WASHINGTON — Senate Homeland Security and Governmental Affairs Committee Ranking Member Tom Carper (D-Del.) and Chairman Ron Johnson (R-Wis.) on Monday introduced a bill to give federal agencies stronger tools to protect their critical networks and Americans’ sensitive information. The Federal Cybersecurity Enhancement Act of 2015 would require that all federal agencies implement stronger protections and state-of-the-art technologies to defend against cyberattacks, and it would address shortcomings in deployment and adoption of the Department of Homeland Security’s federal cybersecurity program known as EINSTEIN.
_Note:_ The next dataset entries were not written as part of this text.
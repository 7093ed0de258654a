// Copyright (c) Microsoft Corporation.
// Licensed under the MIT License.

//! The replicated address-map register pairs.
//!
//! Function 1 of every node carries the same table of base/limit register
//! pairs, each routing one I/O or MMIO window to a (node, link). The table
//! is system wide: a pair used by one node's link is unavailable to every
//! other link, and a commit writes the pair on every node.

use crate::config_space::ConfigSpace;
use crate::config_space::Function;
use crate::topology::WindowKind;
use memory_range::MemoryRange;
use northbridge_defs::f1;
use thiserror::Error;

/// The register range a pair lives in.
#[derive(Debug, Copy, Clone, PartialEq, Eq, PartialOrd, Ord)]
pub enum RegisterClass {
    /// I/O base/limit pairs.
    Io,
    /// Memory-mapped I/O base/limit pairs.
    Mmio,
}

impl RegisterClass {
    const fn first(self) -> u16 {
        match self {
            RegisterClass::Io => f1::IO_PAIR_FIRST,
            RegisterClass::Mmio => f1::MMIO_PAIR_FIRST,
        }
    }

    /// Number of pairs in the range.
    pub const fn capacity(self) -> usize {
        match self {
            RegisterClass::Io => f1::IO_PAIR_COUNT,
            RegisterClass::Mmio => f1::MMIO_PAIR_COUNT,
        }
    }
}

impl From<WindowKind> for RegisterClass {
    fn from(kind: WindowKind) -> Self {
        match kind {
            WindowKind::Io => RegisterClass::Io,
            WindowKind::PrefetchableMemory | WindowKind::Memory => RegisterClass::Mmio,
        }
    }
}

/// A register pair.
#[derive(Debug, Copy, Clone, PartialEq, Eq, PartialOrd, Ord)]
pub struct PairSlot {
    class: RegisterClass,
    index: u8,
}

impl PairSlot {
    /// The register class.
    pub fn class(&self) -> RegisterClass {
        self.class
    }

    /// Offset of the base register.
    pub fn base_offset(&self) -> u16 {
        self.class.first() + u16::from(self.index) * f1::PAIR_STRIDE
    }

    /// Offset of the limit register.
    pub fn limit_offset(&self) -> u16 {
        self.base_offset() + f1::PAIR_LIMIT_OFFSET
    }
}

/// The owner of an allocated pair.
#[derive(Debug, Copy, Clone, PartialEq, Eq)]
pub struct PairOwner {
    /// Destination node.
    pub node: u8,
    /// Destination link.
    pub link: u8,
    /// Window the pair backs. `None` for a pair recovered from hardware,
    /// which its (node, link) may claim for any window of the class.
    pub kind: Option<WindowKind>,
}

/// No register pair of the requested class is free.
#[derive(Debug, Error, Clone, PartialEq, Eq)]
#[error("no free {class:?} register pair for node {node} link {link}")]
pub struct PairExhausted {
    /// The exhausted class.
    pub class: RegisterClass,
    /// Requesting node.
    pub node: u8,
    /// Requesting link.
    pub link: u8,
}

/// Allocation state of the replicated register-pair table.
#[derive(Debug, Clone, Default)]
pub struct PairTable {
    io: [Option<PairOwner>; f1::IO_PAIR_COUNT],
    mmio: [Option<PairOwner>; f1::MMIO_PAIR_COUNT],
}

impl PairTable {
    /// Returns a table with every pair free.
    pub fn new() -> Self {
        Self::default()
    }

    fn slots(&self, class: RegisterClass) -> &[Option<PairOwner>] {
        match class {
            RegisterClass::Io => &self.io,
            RegisterClass::Mmio => &self.mmio,
        }
    }

    fn slots_mut(&mut self, class: RegisterClass) -> &mut [Option<PairOwner>] {
        match class {
            RegisterClass::Io => &mut self.io,
            RegisterClass::Mmio => &mut self.mmio,
        }
    }

    /// The owner of `slot`, if it is allocated.
    pub fn owner(&self, slot: PairSlot) -> Option<PairOwner> {
        self.slots(slot.class)[slot.index as usize]
    }

    /// Number of free pairs of `class`.
    pub fn free_count(&self, class: RegisterClass) -> usize {
        self.slots(class).iter().filter(|s| s.is_none()).count()
    }

    /// Recovers the pairs earlier boot stages already enabled.
    ///
    /// Reads the function 1 copy of each node in `nodes`. A pair whose base
    /// register has read or write enable set is marked as owned by the
    /// (node, link) its limit register routes to.
    pub fn probe_existing_pairs(
        &mut self,
        cfg: &impl ConfigSpace,
        nodes: impl IntoIterator<Item = u8>,
    ) {
        for node in nodes {
            for class in [RegisterClass::Io, RegisterClass::Mmio] {
                for index in 0..class.capacity() as u8 {
                    let slot = PairSlot { class, index };
                    if self.owner(slot).is_some() {
                        continue;
                    }
                    let base = cfg.read_u32(node, Function::AddressMap, slot.base_offset());
                    let limit = cfg.read_u32(node, Function::AddressMap, slot.limit_offset());
                    let owner = match class {
                        RegisterClass::Io => {
                            let base = f1::IoBase::from(base);
                            let limit = f1::IoLimit::from(limit);
                            (base.re() || base.we()).then(|| PairOwner {
                                node: limit.dst_node() | limit.dst_node_hi() << 4,
                                link: limit.dst_link(),
                                kind: None,
                            })
                        }
                        RegisterClass::Mmio => {
                            let base = f1::MmioBase::from(base);
                            let limit = f1::MmioLimit::from(limit);
                            (base.re() || base.we()).then(|| PairOwner {
                                node: limit.dst_node() | base.dst_node_hi() << 4,
                                link: limit.dst_link(),
                                kind: None,
                            })
                        }
                    };
                    if let Some(owner) = owner {
                        tracing::debug!(
                            offset = slot.base_offset(),
                            node = owner.node,
                            link = owner.link,
                            "recovered register pair"
                        );
                        self.slots_mut(class)[index as usize] = Some(owner);
                    }
                }
            }
        }
    }

    /// Finds the pair backing `kind` on (`node`, `link`), allocating one if
    /// needed.
    ///
    /// A pair the caller already owns is returned again, so repeated calls
    /// never consume a second pair. Otherwise a pair recovered for
    /// (`node`, `link`) is claimed, then the first free pair in ascending
    /// offset order. Pairs owned by anyone else are never touched.
    pub fn find_pair(
        &mut self,
        node: u8,
        link: u8,
        kind: WindowKind,
    ) -> Result<PairSlot, PairExhausted> {
        let class = RegisterClass::from(kind);
        let slots = self.slots_mut(class);
        let owned_by = |k: Option<WindowKind>| {
            move |s: &Option<PairOwner>| {
                s.is_some_and(|o| o.node == node && o.link == link && o.kind == k)
            }
        };

        let index = if let Some(i) = slots.iter().position(owned_by(Some(kind))) {
            tracing::debug!(node, link, ?kind, index = i, "reusing register pair");
            i
        } else if let Some(i) = slots
            .iter()
            .position(owned_by(None))
            .or_else(|| slots.iter().position(|s| s.is_none()))
        {
            slots[i] = Some(PairOwner {
                node,
                link,
                kind: Some(kind),
            });
            tracing::debug!(node, link, ?kind, index = i, "allocated register pair");
            i
        } else {
            return Err(PairExhausted { class, node, link });
        };

        Ok(PairSlot {
            class,
            index: index as u8,
        })
    }

    /// Routes `range` to (`node`, `link`) through `slot`.
    ///
    /// The limit register is written before the base register, on every
    /// node in `targets`, so that no node ever sees an enabled pair with a
    /// stale limit.
    pub fn commit(
        &self,
        cfg: &mut impl ConfigSpace,
        targets: impl IntoIterator<Item = u8> + Clone,
        slot: PairSlot,
        node: u8,
        link: u8,
        range: MemoryRange,
    ) {
        let (base, limit) = encode_pair(slot.class, node, link, range);
        tracing::debug!(
            offset = slot.base_offset(),
            node,
            link,
            %range,
            base,
            limit,
            "storing register pair"
        );
        for target in targets.clone() {
            cfg.write_u32(target, Function::AddressMap, slot.limit_offset(), limit);
        }
        for target in targets {
            cfg.write_u32(target, Function::AddressMap, slot.base_offset(), base);
        }
    }
}

/// Returns the (base, limit) register values routing `range` to
/// (`node`, `link`).
pub fn encode_pair(
    class: RegisterClass,
    node: u8,
    link: u8,
    range: MemoryRange,
) -> (u32, u32) {
    let min = range.start();
    let max = range.last().unwrap_or(min);
    match class {
        RegisterClass::Io => {
            // Only address bits [15:12] are decoded for port I/O.
            let limit = f1::IoLimit::new()
                .with_dst_node(node & 0xf)
                .with_dst_link(link)
                .with_dst_node_hi((node >> 4) & 3)
                .with_limit_24_12(((max >> 12) & 0xf) as u16);
            let base = f1::IoBase::new()
                .with_re(true)
                .with_we(true)
                .with_base_24_12(((min >> 12) & 0xf) as u16);
            (base.into(), limit.into())
        }
        RegisterClass::Mmio => {
            let limit = f1::MmioLimit::new()
                .with_dst_node(node & 0xf)
                .with_dst_link(link)
                .with_limit_39_16(((max >> 16) & 0xff_ffff) as u32);
            let base = f1::MmioBase::new()
                .with_re(true)
                .with_we(true)
                .with_dst_node_hi((node >> 4) & 3)
                .with_base_39_16(((min >> 16) & 0xff_ffff) as u32);
            (base.into(), limit.into())
        }
    }
}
Over the last several years, sensitive information on tens of millions of Americans has been stolen by malicious actors in cyberspace as a result of federal agencies’ failure to secure some of their most sensitive data. As the committee has learned in recent hearings, strong information security policies, such as multifactor authentication and encryption could have prevented or slowed several recent cyber breaches at federal agencies, including the loss of sensitive data for more than 21.5 million individuals at the Office of Personnel Management. Similar protections could have also helped prevent the cyber theft of tax returns for more than 100,000 Americans at the Internal Revenue Service. The Federal Cybersecurity Enhancement Act of 2015 would mandate the deployment of cybersecurity best practices at agencies — measures such as intrusion assessments, strong authentication, encryption of sensitive data and appropriate access controls.
The bill would also authorize EINSTEIN, an intrusion detection and prevention system intended to screen federal agencies’ Internet traffic for potential cyber threats. Despite being 10 years in the making, the capability is not available to all agencies, and more than half of federal agencies have yet to deploy the full EINSTEIN system. Currently only 45 percent of federal agencies are using the program’s intrusion prevention capabilities. This bill would dramatically accelerate deployment and adoption of EINSTEIN, and it includes reporting requirements to increase program accountability.
The senators made these remarks upon the bill’s introduction:
Sen. Carper: “We know that with each passing day, and for the foreseeable future, our federal agencies will continue to come under a cascade of attacks in cyber space, as will our businesses and critical infrastructure. Congress needs to make bolstering our cyber defenses – and staying ahead of this evolving threat – a top priority. Making sure our federal agencies have access to the best technology is a critical part of that effort. At the same time, agencies must be constantly assessing and increasing their internal cyber defenses to be as strong as possible. EINSTEIN is a valuable tool that can help agencies detect and block cyber threats before they can cause too much harm. I look forward to working with Chairman Johnson and our colleagues on this bipartisan legislation so that we can ensure every agency is equipped with the ever-improving capabilities needed to fend off cyber attacks in the future.”
Sen. Johnson: “The U.S. government’s computer networks are under attack. Hacktivists, organized crime syndicates and nation-states have successfully launched electronic assaults against vulnerable government networks, some of which house millions of Americans’ personal and private information. To protect their privacy against our adversaries, Senator Carper and I are introducing the Federal Cybersecurity Enhancement Act, which will accelerate deployment of a federal intrusion detection and prevention system that will improve the government’s cyber defense capabilities. It also will require agencies to adopt best practices in cybersecurity. Had the powers of this bill been implemented already, they likely would have stopped the hack of the Office of Personnel Management. They will make it far more difficult for our adversaries to steal our private data and to penetrate government networks.”
Specifically, the Federal Cybersecurity Enhancement Act of 2015 would:
- Mandate better cybersecurity practices across government to ensure a defense-in-depth approach, including intrusion assessments, two-factor authentication and encryption for sensitive systems.
- Accelerate the adoption of EINSTEIN across the government by clarifying the Department of Homeland Security’s legal authority to deploy it and by mandating adoption by agencies.
- Advance the system’s capabilities by requiring that it include the most advanced cyber technologies, including leading commercial tools and that it evolve to better protect agencies as threats evolve.
- Mandate strong privacy protections with the EINSTEIN program and data.
- Increase transparency and accountability by requiring annual status reports.
The Department of Homeland Security is the federal agency charged with coordinating the implementation of federal network security and providing government-wide situational awareness of dangerous activity online. However, ambiguities in the law have made it difficult for the department to deploy EINSTEIN quickly across the federal government. The Federal Cybersecurity Enhancement Act of 2015 would provide explicit statutory authority for the system and require agency adoption within one year of enactment.